ACTION ITEM:
Transcribe the data that follows, exactly and in full.

---*---

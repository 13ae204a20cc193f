pub mod identity;
pub mod innovation;
pub mod new_innovation;
pub mod role;
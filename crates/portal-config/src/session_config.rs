use crate::{ConfigError, ConfigErrorResult, DEFAULT_CACHE_DIR, DEFAULT_CACHE_FILE};

use std::path::{Component, Path};

use serde::Deserialize;

/// Where the durable identity snapshot lives.
#[derive(Debug, Clone, Deserialize)]
#[serde(default)]
pub struct SessionConfig {
    /// Directory relative to the config dir
    pub cache_dir: String,
    pub cache_file: String,
}

impl Default for SessionConfig {
    fn default() -> Self {
        Self {
            cache_dir: String::from(DEFAULT_CACHE_DIR),
            cache_file: String::from(DEFAULT_CACHE_FILE),
        }
    }
}

impl SessionConfig {
    pub fn validate(&self) -> ConfigErrorResult<()> {
        let dir = Path::new(&self.cache_dir);
        if dir.is_absolute() || self.cache_dir.contains("..") {
            return Err(ConfigError::session(
                "session.cache_dir must be relative and cannot contain '..'",
            ));
        }

        let file = Path::new(&self.cache_file);
        let is_plain_name = matches!(
            file.components().collect::<Vec<_>>().as_slice(),
            [Component::Normal(_)]
        );
        if !is_plain_name {
            return Err(ConfigError::session(format!(
                "session.cache_file must be a plain file name, got '{}'",
                self.cache_file
            )));
        }

        Ok(())
    }
}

---*---

SOLVED PROBLEM:
repository 13ae204a20cc193f
pub mod identity;
pub mod innovation;
pub mod new_innovation;
pub mod role;
filename crates/portal-config/src/session_config.rs
use crate::{ConfigError, ConfigErrorResult, DEFAULT_CACHE_DIR, DEFAULT_CACHE_FILE};

use std::path::{Component, Path};

use serde::Deserialize;

/// Where the durable identity snapshot lives.
#[derive(Debug, Clone, Deserialize)]
#[serde(default)]
pub struct SessionConfig {
    /// Directory relative to the config dir
    pub cache_dir: String,
    pub cache_file: String,
}

impl Default for SessionConfig {
    fn default() -> Self {
        Self {
            cache_dir: String::from(DEFAULT_CACHE_DIR),
            cache_file: String::from(DEFAULT_CACHE_FILE),
        }
    }
}

impl SessionConfig {
    pub fn validate(&self) -> ConfigErrorResult<()> {
        let dir = Path::new(&self.cache_dir);
        if dir.is_absolute() || self.cache_dir.contains("..") {
            return Err(ConfigError::session(
                "session.cache_dir must be relative and cannot contain '..'",
            ));
        }

        let file = Path::new(&self.cache_file);
        let is_plain_name = matches!(
            file.components().collect::<Vec<_>>().as_slice(),
            [Component::Normal(_)]
        );
        if !is_plain_name {
            return Err(ConfigError::session(format!(
                "session.cache_file must be a plain file name, got '{}'",
                self.cache_file
            )));
        }

        Ok(())
    }
}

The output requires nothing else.